Is an utter beast of a phone. 

wiskey got hers yesterday, which I think was a bit early as the sony site seem to think it is still in pre-order. 

I have had a play with it and it can confirm that it is about the fastest device I have ever used, pretty much everything happens instantaneously. It is pretty big, but actually very comfortable to hold, and not that much bigger in the hand than my S3. The screen is noticeably better than mine, very, very bright, sonys software is not mind blowing but does the job. 

The camera however is really, really impressive, it's really fast to respond and it's low light capabilities are amazing, we did a comparison in a fairly dark room, it looked like daylight on the Z1, I had to point my phone at a monitor to show that my screen was actually on. 

I'm not upgrading for about another 6 months, but unless there is another big jump in tech since then this will definitely be my next phone. 

http://www.sony.co.uk/product/smartphones/xperia-z1


----------



## editor (Sep 19, 2013)

Sony always have good cameras in their phones, and I imagine the one n the Z1is a whole lot better than the one in the iPhone 5s, but they rarely get get the same breathless hype enjoyed by Apple products.


----------



## UnderAnOpenSky (Sep 19, 2013)

I'm hoping that waterproofing their phones will spread more to other manufacturers. I know Samsung have done an S3 active, but this should be as standard, not something you wait months for and get a spec reduction.


----------



## editor (Sep 19, 2013)

Global Stoner said:


> I'm hoping that waterproofing their phones will spread more to other manufacturers. I know Samsung have done an S3 active, but this should be as standard, not something you wait months for and get a spec reduction.

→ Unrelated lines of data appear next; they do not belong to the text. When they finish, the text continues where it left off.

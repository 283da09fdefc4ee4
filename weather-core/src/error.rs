//! Typed errors for each stage of the collector.
//!
//! The poll loop consumes [`PollError`] and never propagates it; export
//! failures surface as [`ExportError`] to whoever triggered the export.

use thiserror::Error;

#[derive(Debug, Error)]
pub enum FetchError {
    #[error("request to weather API failed: {0}")]
    Request(#[from] reqwest::Error),

    #[error("weather API responded with status {status}: {body}")]
    Status {
        status: reqwest::StatusCode,
        body: String,
    },

    #[error("failed to parse weather API response: {0}")]
    Decode(#[from] serde_json::Error),

    #[error("weather API response has no current-hour value for `{0}`")]
    MissingHourly(&'static str),
}

#[derive(Debug, Error)]
pub enum StoreError {
    #[error("database error: {0}")]
    Database(#[from] rusqlite::Error),

    #[error("reading {id} has an invalid {column}: {reason}")]
    InvalidValue {
        id: i64,
        column: &'static str,
        reason: String,
    },

    #[error("io error: {0}")]
    Io(#[from] std::io::Error),
}

#[derive(Debug, Error)]
pub enum ExportError {
    #[error("failed to load readings for export: {0}")]
    Store(#[from] StoreError),

    #[error("failed to write spreadsheet: {0}")]
    Xlsx(#[from] rust_xlsxwriter::XlsxError),

    #[error("io error: {0}")]
    Io(#[from] std::io::Error),
}

/// Outcome of one failed poll tick.
#[derive(Debug, Error)]
pub enum PollError {
    #[error("failed to fetch weather: {0}")]
    Fetch(#[from] FetchError),

    #[error("failed to save reading: {0}")]
    Store(#[from] StoreError),
}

The problem with waterproofing is that the phones have to have not-exactly-user-friendly rubber covers for all the ports.


----------



## UnderAnOpenSky (Sep 19, 2013)

editor said:


> The problem with waterproofing is that the phones have to have not-exactly-user-friendly rubber covers for all the ports.

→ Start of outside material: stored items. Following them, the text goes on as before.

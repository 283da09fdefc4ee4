use crate::{Config, error::FetchError, model::Observation, provider::openmeteo::OpenMeteoProvider};
use async_trait::async_trait;
use std::fmt::Debug;

pub mod openmeteo;

/// A source of current weather for one fixed location.
#[async_trait]
pub trait WeatherProvider: Send + Sync + Debug {
    async fn fetch(&self) -> Result<Observation, FetchError>;
}

/// Construct the provider described by `config`.
pub fn provider_from_config(config: &Config) -> Box<dyn WeatherProvider> {
    Box::new(OpenMeteoProvider::new(
        config.api_base_url.clone(),
        config.latitude,
        config.longitude,
    ))
}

Wireless charging should fix the most common reason to need to open one.


----------



## editor (Sep 19, 2013)

Global Stoner said:


> Wireless charging should fix the most common reason to need to open one.


Headphones?


----------



## UnderAnOpenSky (Sep 19, 2013)

editor said:


> Headphones?



Fair point! Bluetooth I guess.


----------



## dervish (Sep 19, 2013)

There isn't a cover on the headphone port on the z1. The USB port is fiddly though.


----------



## Kid_Eternity (Sep 19, 2013)

A mate of mine is getting one in the next week or so, gonna have to meet up as I er haven't seen him in some time...


----------



## Fez909 (Sep 19, 2013)

£600 though. Ouch!


----------



## dervish (Sep 19, 2013)

Yes having a friends and family discount does help


----------



## UnderAnOpenSky (Sep 19, 2013)

Fez909 said:


> £600 though. Ouch!


 
Not many people buy a phone outright. I did the sums careful and a contact saves you shed loads on the cost of most decent android phones. Over £250 in my case, based on a similar rolling tarrif.


----------